Getting home was just as easy as getting to the Bowl, though I had been concerned about it because I didnt know where the return shuttle stop was located. Turns out it was a very short walk from the bottom of the hill, and I only had a hard time getting directions from the security guard I asked because he was busy trying to convince me to give him my phone number. I told him no, shook his hand, his buddy gave me the directions (through the tunnel, first right up the stairs) and bang, there was the bus with a big ZOO sign tucked between the dash and the windshield.
I got on; the bus driver seemed wholly uninterested in inspecting my ticket. A few minutes later, the doors closed and we rolled. I was home in a half hour. Well, a little more, since I stopped at the grocery store on the way back. There was a girl there with a t-shirt that said “I fucked your boyfriend.” I complimented her on it. It more than made up for the troglydite two rows in front of me at the concert who was wearing a shirt that said “Sports. Beer. Women.” I wanted to slap his girlfriend.

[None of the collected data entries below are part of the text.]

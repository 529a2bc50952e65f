//! Error types for data operations.

use thiserror::Error;

/// Result type for data operations.
pub type Result<T> = std::result::Result<T, DataError>;

/// Errors that can occur during data operations.
///
/// Only [`DataError::Schema`] is fatal to a run; quote-side failures are
/// recovered per symbol inside the batch fetch.
#[derive(Debug, Error)]
pub enum DataError {
    /// Yahoo Finance API error
    #[error("Yahoo Finance API error: {0}")]
    YahooApi(String),

    /// Network error
    #[error("Network error: {0}")]
    Network(#[from] reqwest::Error),

    /// Database error
    #[error("Database error: {0}")]
    Database(#[from] rusqlite::Error),

    /// CSV parsing error
    #[error("CSV error: {0}")]
    Csv(#[from] csv::Error),

    /// Serialization error
    #[error("Serialization error: {0}")]
    Serialization(#[from] serde_json::Error),

    /// IO error
    #[error("IO error: {0}")]
    Io(#[from] std::io::Error),

    /// Required column missing from the holdings table
    #[error("holdings table is missing required column {column:?}")]
    Schema {
        /// Name of the absent column
        column: String,
    },

    /// Quote lookup failed for a single symbol
    #[error("quote lookup failed for {symbol}: {reason}")]
    QuoteLookup {
        /// Symbol that was queried
        symbol: String,
        /// Reason the lookup failed
        reason: String,
    },

    /// Quote lookup exceeded its time box
    #[error("quote lookup for {symbol} timed out after {timeout_ms}ms")]
    Timeout {
        /// Symbol that was queried
        symbol: String,
        /// The time box, in milliseconds
        timeout_ms: u64,
    },

    /// Invalid symbol
    #[error("Invalid symbol: {0}")]
    InvalidSymbol(String),

    /// Cache error
    #[error("Cache error: {0}")]
    Cache(String),
}

impl From<yahoo_finance_api::YahooError> for DataError {
    fn from(err: yahoo_finance_api::YahooError) -> Self {
        Self::YahooApi(err.to_string())
    }
}
//! Folio CLI binary.
//!
//! Provides the command-line interface for the Folio portfolio analytics
//! engine.

mod integration;

use chrono::Duration;
use clap::{Parser, Subcommand};
use folio_data::ingest::load_holdings;
use folio_engine::{FolioSelection, GroupKey, compute, filter_folio, unique_symbols};
use folio_output::export::{ExportFormat, Exporter};
use folio_output::report::Report;
use folio_output::summary::PortfolioSummary;
use folio_output::table::{
    render_group_table, render_group_table_markdown, render_holdings_table,
};
use integration::{cache_manager, quote_pipeline};
use std::path::PathBuf;
use std::process;
use std::str::FromStr;
use tracing_subscriber::EnvFilter;

#[derive(Parser)]
#[command(name = "folio")]
#[command(about = "Folio: personal investment portfolio analytics", long_about = None)]
#[command(version)]
struct Cli {
    #[command(subcommand)]
    command: Commands,
}

#[derive(Subcommand)]
enum Commands {
    /// Analyze a holdings file against current market quotes
    Analyze {
        /// Path to the holdings CSV file
        #[arg(long)]
        file: PathBuf,

        /// Restrict the run to a single folio
        #[arg(long)]
        folio: Option<String>,

        /// Grouping field (folio, symbol, hold-time, sector, industry)
        #[arg(long, default_value = "folio")]
        group_by: String,

        /// Disable the snapshot cache (always fetch fresh quotes)
        #[arg(long)]
        no_cache: bool,

        /// Force refresh cached quotes
        #[arg(long)]
        refresh: bool,

        /// Maximum snapshot age before a refetch, in hours
        #[arg(long, default_value = "24")]
        max_age_hours: i64,

        /// Output format (text, markdown or json)
        #[arg(long, default_value = "text")]
        format: String,

        /// Show the per-holding detail table as well
        #[arg(long)]
        detail: bool,

        /// Export the group summary to a .csv or .json file
        #[arg(long)]
        export: Option<PathBuf>,

        /// Export the enriched holdings to a .csv or .json file
        #[arg(long)]
        export_holdings: Option<PathBuf>,
    },

    /// Inspect or clear the quote snapshot cache
    Cache {
        /// Clear all cached snapshots
        #[arg(long)]
        clear: bool,
    },
}

#[tokio::main]
async fn main() {
    tracing_subscriber::fmt()
        .with_env_filter(EnvFilter::from_default_env())
        .with_writer(std::io::stderr)
        .init();

    if let Err(e) = run().await {
        eprintln!("Error: {}", e);
        process::exit(1);
    }
}

async fn run() -> Result<(), Box<dyn std::error::Error>> {
    let cli = Cli::parse();

    match cli.command {
        Commands::Analyze {
            file,
            folio,
            group_by,
            no_cache,
            refresh,
            max_age_hours,
            format,
            detail,
            export,
            export_holdings,
        } => {
            analyze(AnalyzeArgs {
                file,
                folio,
                group_by,
                no_cache,
                refresh,
                max_age_hours,
                format,
                detail,
                export,
                export_holdings,
            })
            .await
        }
        Commands::Cache { clear } => cache(clear),
    }
}

struct AnalyzeArgs {
    file: PathBuf,
    folio: Option<String>,
    group_by: String,
    no_cache: bool,
    refresh: bool,
    max_age_hours: i64,
    format: String,
    detail: bool,
    export: Option<PathBuf>,
    export_holdings: Option<PathBuf>,
}

async fn analyze(args: AnalyzeArgs) -> Result<(), Box<dyn std::error::Error>> {
    let holdings = load_holdings(&args.file)?;
    if holdings.is_empty() {
        return Err(format!("no holdings found in {}", args.file.display()).into());
    }

    let selection = args
        .folio
        .map_or(FolioSelection::All, FolioSelection::Folio);
    let working = filter_folio(&holdings, &selection);
    if working.is_empty() {
        return Err(format!("no holdings match {}", selection).into());
    }

    let group_key = GroupKey::from_str(&args.group_by)?;
    let choices = GroupKey::choices(&selection);
    if !choices.contains(&group_key) {
        let names: Vec<&str> = choices.iter().map(|key| key.name()).collect();
        return Err(format!(
            "grouping by {} is not available for {}; choose one of: {}",
            group_key,
            selection,
            names.join(", ")
        )
        .into());
    }

    let symbols = unique_symbols(&working);
    let options = quote_pipeline::QuoteOptions {
        use_cache: !args.no_cache,
        force_refresh: args.refresh,
        max_age: Duration::hours(args.max_age_hours),
    };
    let quotes = quote_pipeline::fetch_quotes(&symbols, &options).await;

    let analysis = compute(&working, &quotes, group_key)?;

    match args.format.as_str() {
        "text" => {
            let summary = PortfolioSummary::from_report(&analysis, &selection);
            print!("{}", summary.to_ascii_table());
            println!();
            print!("{}", render_group_table(&analysis.groups, group_key.name()));
            if args.detail {
                println!();
                print!("{}", render_holdings_table(&analysis.enriched));
            }
        }
        "markdown" => {
            let summary = PortfolioSummary::from_report(&analysis, &selection);
            println!("{}", summary.to_markdown());
            println!(
                "{}",
                render_group_table_markdown(&analysis.groups, group_key.name())
            );
        }
        "json" => {
            let report = Report::new(analysis.clone(), &selection);
            println!("{}", report.to_json()?);
        }
        other => return Err(format!("unknown output format: {}", other).into()),
    }

    if let Some(path) = args.export {
        let format = ExportFormat::from_path(&path)?;
        Exporter::export_groups(&analysis.groups, format, &path)?;
        eprintln!("Group summary written to {}", path.display());
    }
    if let Some(path) = args.export_holdings {
        let format = ExportFormat::from_path(&path)?;
        Exporter::export_holdings(&analysis.enriched, format, &path)?;
        eprintln!("Enriched holdings written to {}", path.display());
    }

    Ok(())
}

fn cache(clear: bool) -> Result<(), Box<dyn std::error::Error>> {
    let cache = cache_manager::open_cache()?;

    if clear {
        cache.clear_all()?;
        println!("Snapshot cache cleared");
        return Ok(());
    }

    let stats = cache.stats()?;
    println!("Cache: {}", cache_manager::cache_path().display());
    println!("  Snapshots: {}", stats.snapshots);
    println!("  Quote rows: {}", stats.quotes);
    Ok(())
}
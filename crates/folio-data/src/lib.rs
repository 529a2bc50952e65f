#![doc = include_str!("../README.md")]
#![doc(issue_tracker_base_url = "https://github.com/foliolab/folio/issues/")]
#![cfg_attr(docsrs, feature(doc_cfg, doc_auto_cfg))]
#![warn(missing_docs)]
#![forbid(unsafe_code)]

pub mod cache;
pub mod error;
pub mod ingest;
pub mod source;
pub mod yahoo;

pub use cache::{CacheStats, SnapshotCache, snapshot_fingerprint};
pub use error::{DataError, Result};
pub use ingest::{REQUIRED_COLUMNS, load_holdings};
pub use source::{DEFAULT_CONCURRENCY, FetchConfig, QuoteSource, fetch_quote_map};
pub use yahoo::YahooQuoteProvider;

/// Version information.
pub const VERSION: &str = env!("CARGO_PKG_VERSION");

All in all, I had a most excellent time Saturday night. I’m glad that I took the chance and went. I felt fine the whole evening, didnt fall down, didnt get lost, and it was a fucking brilliant show that complimented a fucking brilliant album.

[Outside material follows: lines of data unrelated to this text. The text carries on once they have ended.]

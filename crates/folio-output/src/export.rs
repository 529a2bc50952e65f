//! Export functionality for the Folio output tables.
//!
//! Both tables carry serde renames that pin their column names, so CSV and
//! JSON exports stay stable for downstream consumers regardless of internal
//! field naming.

use folio_engine::{EnrichedHolding, GroupRow};
use serde::Serialize;
use std::fs::File;
use std::io::Write;
use std::path::Path;
use thiserror::Error;

/// Errors that can occur during export operations.
#[derive(Debug, Error)]
pub enum ExportError {
    /// CSV serialization error.
    #[error("CSV serialization error: {0}")]
    Csv(#[from] csv::Error),

    /// JSON serialization error.
    #[error("JSON serialization error: {0}")]
    Json(#[from] serde_json::Error),

    /// IO error.
    #[error("IO error: {0}")]
    Io(#[from] std::io::Error),

    /// Invalid format error.
    #[error("Invalid format: {0}")]
    InvalidFormat(String),
}

/// Export format options.
#[derive(Debug, Clone, Copy, PartialEq, Eq)]
pub enum ExportFormat {
    /// Comma-separated values format.
    Csv,

    /// Compact JSON format.
    Json,

    /// Pretty-printed JSON format.
    PrettyJson,
}

impl ExportFormat {
    /// Get the file extension for this format.
    pub const fn extension(&self) -> &str {
        match self {
            Self::Csv => "csv",
            Self::Json | Self::PrettyJson => "json",
        }
    }

    /// Infer a format from a file path's extension.
    pub fn from_path<P: AsRef<Path>>(path: P) -> Result<Self, ExportError> {
        let extension = path
            .as_ref()
            .extension()
            .and_then(|ext| ext.to_str())
            .map(str::to_ascii_lowercase);
        match extension.as_deref() {
            Some("csv") => Ok(Self::Csv),
            Some("json") => Ok(Self::PrettyJson),
            other => Err(ExportError::InvalidFormat(format!(
                "unsupported export extension: {:?}",
                other
            ))),
        }
    }
}

/// Exporter for the Folio output tables.
#[derive(Debug, Clone, Copy, Default)]
pub struct Exporter;

impl Exporter {
    /// Serialize the group summary table to a string.
    pub fn groups_to_string(rows: &[GroupRow], format: ExportFormat) -> Result<String, ExportError> {
        Self::to_string_impl(rows, format)
    }

    /// Serialize the enriched holdings table to a string.
    pub fn holdings_to_string(
        rows: &[EnrichedHolding],
        format: ExportFormat,
    ) -> Result<String, ExportError> {
        Self::to_string_impl(rows, format)
    }

    /// Write the group summary table to a file.
    pub fn export_groups<P: AsRef<Path>>(
        rows: &[GroupRow],
        format: ExportFormat,
        path: P,
    ) -> Result<(), ExportError> {
        let contents = Self::groups_to_string(rows, format)?;
        let mut file = File::create(path)?;
        file.write_all(contents.as_bytes())?;
        Ok(())
    }

    /// Write the enriched holdings table to a file.
    pub fn export_holdings<P: AsRef<Path>>(
        rows: &[EnrichedHolding],
        format: ExportFormat,
        path: P,
    ) -> Result<(), ExportError> {
        let contents = Self::holdings_to_string(rows, format)?;
        let mut file = File::create(path)?;
        file.write_all(contents.as_bytes())?;
        Ok(())
    }

    fn to_string_impl<T: Serialize>(
        rows: &[T],
        format: ExportFormat,
    ) -> Result<String, ExportError> {
        match format {
            ExportFormat::Csv => {
                let mut writer = csv::Writer::from_writer(Vec::new());
                for row in rows {
                    writer.serialize(row)?;
                }
                let bytes = writer
                    .into_inner()
                    .map_err(|e| ExportError::InvalidFormat(e.to_string()))?;
                String::from_utf8(bytes).map_err(|e| ExportError::InvalidFormat(e.to_string()))
            }
            ExportFormat::Json => Ok(serde_json::to_string(rows)?),
            ExportFormat::PrettyJson => Ok(serde_json::to_string_pretty(rows)?),
        }
    }
}

#[cfg(test)]
mod tests {
    use super::*;
    use folio_engine::{GroupKey, Holding, Quote, QuoteMap, compute};
    use rstest::rstest;

    fn sample() -> (Vec<EnrichedHolding>, Vec<GroupRow>) {
        let holdings = vec![
            Holding {
                folio: "Core".to_string(),
                symbol: "AAPL".to_string(),
                sector: Some("Technology".to_string()),
                industry: Some("Consumer Electronics".to_string()),
                quantity: 10.0,
                purchase_price: 100.0,
                hold_time: 0.5,
            },
            Holding {
                folio: "Core".to_string(),
                symbol: "GONE".to_string(),
                sector: None,
                industry: None,
                quantity: 5.0,
                purchase_price: 20.0,
                hold_time: 2.0,
            },
        ];
        let mut quotes = QuoteMap::new();
        quotes.insert("AAPL".to_string(), Quote::with_prices(120.0, 115.0));
        let report = compute(&holdings, &quotes, GroupKey::Folio).unwrap();
        (report.enriched, report.groups)
    }

    #[rstest]
    #[case(ExportFormat::Csv, "csv")]
    #[case(ExportFormat::Json, "json")]
    #[case(ExportFormat::PrettyJson, "json")]
    fn test_extensions(#[case] format: ExportFormat, #[case] expected: &str) {
        assert_eq!(format.extension(), expected);
    }

    #[test]
    fn test_format_from_path() {
        assert_eq!(
            ExportFormat::from_path("out/summary.csv").unwrap(),
            ExportFormat::Csv
        );
        assert_eq!(
            ExportFormat::from_path("summary.JSON").unwrap(),
            ExportFormat::PrettyJson
        );
        assert!(ExportFormat::from_path("summary.xlsx").is_err());
    }

    #[test]
    fn test_group_csv_has_stable_column_names() {
        let (_, groups) = sample();
        let csv = Exporter::groups_to_string(&groups, ExportFormat::Csv).unwrap();
        let header = csv.lines().next().unwrap();

        assert_eq!(
            header,
            "Group,Investment,Net_Present_Value,Net_Gain_Loss,Expect_Gain,Daily_Change,Avg_Hold_Time,Net_CAGR"
        );
    }

    #[test]
    fn test_holdings_csv_has_stable_column_names() {
        let (enriched, _) = sample();
        let csv = Exporter::holdings_to_string(&enriched, ExportFormat::Csv).unwrap();
        let header = csv.lines().next().unwrap();

        for column in [
            "Folio",
            "Symbol",
            "Sector",
            "Industry",
            "Quantity",
            "Purchase Price",
            "Hold Time",
            "Current_Price",
            "Prev_Close",
            "Analyst_Target",
            "Investment",
            "Present_Value",
            "Gain_Loss",
            "Net_Gain_Loss",
            "Net_Present_Value",
            "Daily_Change",
            "Expect_Gain",
            "Net_CAGR",
        ] {
            assert!(header.contains(column), "missing column {}", column);
        }
    }

    #[test]
    fn test_missing_values_export_as_empty_csv_cells() {
        let (enriched, _) = sample();
        let csv = Exporter::holdings_to_string(&enriched, ExportFormat::Csv).unwrap();
        let gone_line = csv.lines().find(|line| line.contains("GONE")).unwrap();

        // Quote-dependent cells for the unquoted holding are empty, but the
        // investment is present.
        assert!(gone_line.contains(",100.0,"));
        assert!(gone_line.contains(",,"));
    }

    #[test]
    fn test_json_round_trips_group_rows() {
        let (_, groups) = sample();
        let json = Exporter::groups_to_string(&groups, ExportFormat::Json).unwrap();
        let parsed: Vec<GroupRow> = serde_json::from_str(&json).unwrap();
        assert_eq!(parsed, groups);
    }

    #[test]
    fn test_export_to_file() {
        let (_, groups) = sample();
        let dir = std::env::temp_dir().join("folio-export-test");
        std::fs::create_dir_all(&dir).unwrap();
        let path = dir.join("groups.csv");

        Exporter::export_groups(&groups, ExportFormat::Csv, &path).unwrap();
        let contents = std::fs::read_to_string(&path).unwrap();
        assert!(contents.starts_with("Group,"));

        std::fs::remove_dir_all(&dir).ok();
    }
}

If I hadnt had that odd surreal feeling going on, I would have had a truly magnificent time. As it was, though, I thoroughly enjoyed myself, and am now a big fan of the Hollywood Bowl. And another arena under my belt. :) Next time, I’ll go early and drink some beer and hang out and look around. It’ll be fun!
How’s your weekend going so far?
nine inch nails – updates from trent
[10_02_2005]
Whew…
We played the Hollywood Bowl last night and it felt really good onstage. I’d like to personally thank Jerome for giving it his all, and Josh Freese for working his ass off to play if he was needed. We will fill you in on our plans in that department soon.